[Records drawn from a dataset]
- - -
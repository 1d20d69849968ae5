// Copyright 2024 stratus
//
// Licensed under the Apache License, Version 2.0 (the "License");
// you may not use this file except in compliance with the License.
// You may obtain a copy of the License at
//
//      http://www.apache.org/licenses/LICENSE-2.0
//
// Unless required by applicable law or agreed to in writing, software
// distributed under the License is distributed on an "AS IS" BASIS,
// WITHOUT WARRANTIES OR CONDITIONS OF ANY KIND, either express or implied.
// See the License for the specific language governing permissions and
// limitations under the License.

mod cmd;

use clap::{Parser, Subcommand};
use snafu::{ResultExt, Whatever};
use stratus_utils::logger::LoggingConfig;

use crate::cmd::{get::GetArgs, meta::MetaArgs, put::PutArgs};

const LOGGING_OPTIONS_HEADER: &str = "Logging options";

#[derive(Debug, Parser)]
#[command(name = "stratus", about = "Write and read chunks on object storage", version)]
struct Cli {
    #[command(subcommand)]
    commands: Commands,

    #[arg(
        long,
        global = true,
        help = "Default log filter, overridden by STRATUS_LOG",
        help_heading = LOGGING_OPTIONS_HEADER,
        value_name = "FILTER",
        default_value = "info",
    )]
    log_filter: String,

    #[arg(
        long,
        global = true,
        help = "Number of threads to use for tokio async runtime",
        default_value = "4"
    )]
    async_work_threads: usize,
}

#[derive(Debug, Subcommand)]
enum Commands {
    Put(PutArgs),
    Get(GetArgs),
    Meta(MetaArgs),
}

fn main() -> Result<(), Whatever> {
    let cli = Cli::parse();
    LoggingConfig {
        default_filter: cli.log_filter.clone(),
        ..Default::default()
    }
    .init_tracing_subscriber()?;

    let runtime = tokio::runtime::Builder::new_multi_thread()
        .worker_threads(cli.async_work_threads.max(1))
        .thread_name("stratus-worker")
        .enable_all()
        .build()
        .whatever_context("failed to build the tokio runtime")?;

    runtime.block_on(async move {
        match cli.commands {
            Commands::Put(args) => args.run().await,
            Commands::Get(args) => args.run().await,
            Commands::Meta(args) => args.run().await,
        }
    })
}
//! Internal helpers for model validation and conversion.
//!
//! These utilities are **not** part of the public API. They centralize
//! validation and mapping logic so the engine enforces consistent invariants.

use chrono::NaiveDate;
use unicode_normalization::{UnicodeNormalization, char::is_combining_mark};
use uuid::Uuid;

use crate::{EngineError, Money, ResultEngine};

pub(crate) const DATE_FORMAT: &str = "%Y-%m-%d";

/// Parse a UUID from storage and return a labeled error on failure.
pub(crate) fn parse_uuid(value: &str, label: &str) -> ResultEngine<Uuid> {
    Uuid::parse_str(value).map_err(|_| EngineError::InvalidId(format!("invalid {label} id")))
}

/// Parse a stored `YYYY-MM-DD` date.
///
/// Stored dates come from free-form input in older data, so a bad value is
/// logged and dropped instead of failing the whole listing.
pub(crate) fn parse_stored_date(value: Option<&str>, record_id: &str) -> Option<NaiveDate> {
    let raw = value.map(str::trim).filter(|v| !v.is_empty())?;
    match NaiveDate::parse_from_str(raw, DATE_FORMAT) {
        Ok(date) => Some(date),
        Err(err) => {
            tracing::warn!("record {record_id}: ignoring unparseable date {raw:?}: {err}");
            None
        }
    }
}

pub(crate) fn format_date(date: NaiveDate) -> String {
    date.format(DATE_FORMAT).to_string()
}

pub(crate) fn normalize_required_name(value: &str, label: &str) -> ResultEngine<String> {
    let trimmed = value.trim();
    if trimmed.is_empty() {
        return Err(EngineError::InvalidName(format!(
            "{label} name must not be empty"
        )));
    }
    Ok(trimmed.to_string())
}

/// Case, accent and punctuation insensitive key used for category uniqueness.
///
/// `"Ahorro e Inversión"` and `"ahorro  e inversion!"` share the same key.
pub(crate) fn normalize_category_key(value: &str) -> ResultEngine<String> {
    let mut out = String::new();
    let mut prev_space = false;
    for ch in value.trim().nfkd() {
        if is_combining_mark(ch) {
            continue;
        }
        if ch.is_alphanumeric() {
            out.extend(ch.to_lowercase());
            prev_space = false;
        } else if !out.is_empty() && !prev_space {
            out.push(' ');
            prev_space = true;
        }
    }
    let normalized = out.trim();
    if normalized.is_empty() {
        return Err(EngineError::InvalidName(
            "category name must contain letters or digits".to_string(),
        ));
    }
    Ok(normalized.to_string())
}

/// Validate a `#rrggbb` color tag.
pub(crate) fn normalize_color(value: &str) -> ResultEngine<String> {
    let trimmed = value.trim();
    let valid = trimmed.len() == 7
        && trimmed.starts_with('#')
        && trimmed[1..].chars().all(|c| c.is_ascii_hexdigit());
    if !valid {
        return Err(EngineError::InvalidName(format!(
            "invalid color tag: {trimmed}"
        )));
    }
    Ok(trimmed.to_ascii_lowercase())
}

/// A recorded amount must lie in `0..=Money::MAX_RECORD`.
pub(crate) fn require_amount(amount: Money, label: &str) -> ResultEngine<()> {
    if amount.is_negative() {
        return Err(EngineError::InvalidAmount(format!("{label} must be >= 0")));
    }
    if amount > Money::MAX_RECORD {
        return Err(EngineError::InvalidAmount(format!(
            "{label} must be <= {}",
            Money::MAX_RECORD
        )));
    }
    Ok(())
}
- - -
* [Task]
Given the data above, transcribe exactly the lines from the one containing "pub(crate) fn parse_uuid(value: &str, label: &str)" down to the one containing "the whole listing.", and no others.

* [Written reply]
pub(crate) fn parse_uuid(value: &str, label: &str) -> ResultEngine<Uuid> {
    Uuid::parse_str(value).map_err(|_| EngineError::InvalidId(format!("invalid {label} id")))
}

/// Parse a stored `YYYY-MM-DD` date.
///
/// Stored dates come from free-form input in older data, so a bad value is
/// logged and dropped instead of failing the whole listing.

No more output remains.